It's the weekend, and that means our rollup of education news around the country — starting this week with some rollbacks.
Freeze of for-profit college regs
The U.S. Department of Education is rolling back two regulations introduced during the Obama administration and designed to protect students, especially those at for-profit colleges.
In a statement, Education Secretary Betsy DeVos said previous rulemaking "missed an opportunity to get it right. The result is a muddled process that's unfair to students and schools, and puts taxpayers on the hook for significant costs."
The first rule, "gainful employment," was announced two summers ago. Colleges and universities were to be evaluated based on how many graduates are able to pay back their loans. The logic being, if too many students end up with low incomes and high debt, the program is not offering good value for money. Programs that consistently failed the test were supposed to lose access to federal student-aid dollars. The Obama administration released the first data set in January, which found one in four courses of study reviewed either failing, or borderline. The vast majority were at for-profit colleges, yet as higher education scholar Robert Kelchen pointed out, a graduate theater program at Harvard also failed.
The second rule, "borrower defense to repayment," was supposed to go into effect on July 1. In part a reaction to the shutdown of large for-profits Corinthian and ITT Tech, it was meant to make it simpler for students at colleges found to be fraudulent to get their loans forgiven.

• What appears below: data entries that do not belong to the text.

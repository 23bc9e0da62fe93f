//! Error types and query validation for loadlens

use serde::Serialize;
use std::fmt;

/// Application error types
#[derive(Debug, Serialize)]
pub enum AppError {
    InvalidInput(String),
    TokenMissing(String),
    FetchFailed(String),
    MalformedResponse(String),
    Timeout(String),
    ConfigError(String),
    Internal(String),
}

impl fmt::Display for AppError {
    fn fmt(&self, f: &mut fmt::Formatter<'_>) -> fmt::Result {
        match self {
            AppError::InvalidInput(msg) => write!(f, "Invalid input: {}", msg),
            AppError::TokenMissing(msg) => write!(f, "Token missing: {}", msg),
            AppError::FetchFailed(msg) => write!(f, "Fetch failed: {}", msg),
            AppError::MalformedResponse(msg) => write!(f, "Malformed response: {}", msg),
            AppError::Timeout(msg) => write!(f, "Timeout: {}", msg),
            AppError::ConfigError(msg) => write!(f, "Config error: {}", msg),
            AppError::Internal(msg) => write!(f, "Internal error: {}", msg),
        }
    }
}

impl std::error::Error for AppError {}

impl AppError {
    /// Stable error code for machine-readable output
    #[allow(dead_code)]
    pub fn error_code(&self) -> &'static str {
        match self {
            AppError::InvalidInput(_) => "invalid_input",
            AppError::TokenMissing(_) => "token_missing",
            AppError::FetchFailed(_) => "fetch_failed",
            AppError::MalformedResponse(_) => "malformed_response",
            AppError::Timeout(_) => "timeout",
            AppError::ConfigError(_) => "config_error",
            AppError::Internal(_) => "internal_error",
        }
    }

    /// Get the error message
    pub fn message(&self) -> String {
        self.to_string()
    }
}

/// Convert reqwest::Error to AppError
impl From<reqwest::Error> for AppError {
    fn from(err: reqwest::Error) -> Self {
        if err.is_timeout() {
            AppError::Timeout(err.to_string())
        } else if err.is_connect() || err.is_request() {
            AppError::FetchFailed(err.to_string())
        } else if err.is_decode() {
            AppError::MalformedResponse(err.to_string())
        } else {
            AppError::Internal(err.to_string())
        }
    }
}

/// Convert serde_json::Error to AppError
impl From<serde_json::Error> for AppError {
    fn from(err: serde_json::Error) -> Self {
        AppError::MalformedResponse(err.to_string())
    }
}

/// Convert std::io::Error to AppError
impl From<std::io::Error> for AppError {
    fn from(err: std::io::Error) -> Self {
        AppError::ConfigError(err.to_string())
    }
}

/// Validation for raw search queries arriving from the CLI
pub fn validate_query(query: &str) -> Result<(), AppError> {
    if query.trim().is_empty() {
        return Err(AppError::InvalidInput("Query cannot be empty".to_string()));
    }

    if query.len() > 500 {
        return Err(AppError::InvalidInput(
            "Query too long, maximum 500 characters".to_string(),
        ));
    }

    Ok(())
}

/// Normalize a query for matching: Unicode NFKC, trimmed, lowercased.
///
/// Every fetcher and the ranker receive queries in this form; fetchers do
/// not re-normalize.
pub fn normalize_query(query: &str) -> String {
    use unicode_normalization::UnicodeNormalization;
    query.nfkc().collect::<String>().trim().to_lowercase()
}
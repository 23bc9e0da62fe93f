//! Per-category data sources
//!
//! Each of the six record categories sits behind [`CategorySource`], the
//! injection seam that lets tests supply fixtures without touching network
//! code. Shipments are backed by the live API; the other five are fixed
//! sample datasets standing in for their future endpoints.

pub mod samples;
pub mod shipments;

use futures::future::BoxFuture;

use crate::error::AppError;
use crate::search::result::{Category, SearchResult};

/// Result cap for the static sample-backed categories
pub const STATIC_RESULT_CAP: usize = 5;

/// One searchable record category.
///
/// `search` receives a normalized (lowercased, trimmed, length >= 1) query;
/// callers enforce that, sources do not re-check. Implementations filter by
/// substring containment and truncate to their own cap.
pub trait CategorySource: Send + Sync {
    fn category(&self) -> Category;

    fn search<'a>(&'a self, query: &'a str) -> BoxFuture<'a, Result<Vec<SearchResult>, AppError>>;
}

/// In-memory source over a fixed record set
pub struct StaticSource {
    category: Category,
    records: Vec<SearchResult>,
}

impl StaticSource {
    pub fn new(category: Category, records: Vec<SearchResult>) -> Self {
        Self { category, records }
    }
}

impl CategorySource for StaticSource {
    fn category(&self) -> Category {
        self.category
    }

    fn search<'a>(&'a self, query: &'a str) -> BoxFuture<'a, Result<Vec<SearchResult>, AppError>> {
        let hits: Vec<SearchResult> = self
            .records
            .iter()
            .filter(|record| record.matches(query))
            .take(STATIC_RESULT_CAP)
            .cloned()
            .collect();
        Box::pin(async move { Ok(hits) })
    }
}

The regulatory clock will be reset on both rules, a process of hearings, public comment and negotiation that can take months. Some student advocates decried the news, while historically black colleges were among those that supported it.
Quiet rollback on civil rights efforts
According to an internal memo obtained by ProPublica, the Department of Education has loosened the requirements for campus investigations of civil rights violations and complaints related to sexual assault. Advocates fear the move will limit enforcement.
Candice Jackson, the acting assistant secretary for the Office of Civil Rights, wrote in the memo that the department, in an attempt to "clear case backlogs," will decide the scope of investigations on a "case by case basis" rather than "one size fits all." In particular, it will no longer automatically obtain three years of previous complaints and files to determine the context of a reported violation.
DeVos has also called for staff cuts to the civil rights division.
"At best, this administration believes that civil rights enforcement is superfluous and can be easily cut. At worst, it really is part of a systematic agenda to roll back civil rights," Vanita Gupta, the former acting head of the DOJ's civil rights division under President Barack Obama, told ProPublica.
The Department of Education did not respond to requests for comment.
The Office of Civil Rights has 335 open campus sexual assault investigations, according to the Chronicle of Higher Education.
DeVos addresses charter school leaders
Secretary DeVos came to the National Alliance of Public Charter Schools conference this week with a familiar message: "A system that denies parents the freedom to choose the education that best suits their children's individual and unique needs denies them a basic human right. It is un-American, and it is fundamentally unjust."
She praised charter schools, which are free to students, have open admissions, run independently of districts using taxpayer money, and are bound by federal and state accountability. She also praised private schools, which are generally none of the above.
Florida passes controversial education law; Texas to vote on 'bathroom bill' in July
Florida Gov. Rick Scott, a Republican, has signed a large and controversial education bill into law. HB 7069 allocates more money to charter schools: both local tax revenue and federal Title I funding intended for poor students. It also expands a homeschool scholarship program NPR Ed has covered. DeVos has repeatedly cited Florida as a national model for school choice.
In other state news, this summer, Texas will again try to pass a "bathroom bill," which would require transgender people to use the public restrooms that correspond with their biological sex instead of their gender identity. The bill failed during the regular legislative session, but Gov. Greg Abbott, a Republican, has now called for a special session and the bill is back on the agenda.
Harvard University president to step down
Harvard University announced this that its first woman president, Drew Gilpin Faust, will step down next year after 11 years, leaving behind a legacy of change. Faust was appointed in 2007 to succeed Lawrence H. Summers, who departed in a cloud of controversy after claiming that women are innately ill-equipped for math and science.
Faust was hailed for increasing diversity and inclusion efforts among students and faculty. Drawing in part on her background as a historian, she moved to publicly acknowledge Harvard's slaveowning past. She suffered criticism, however, for the poor financial performance of Harvard's endowment.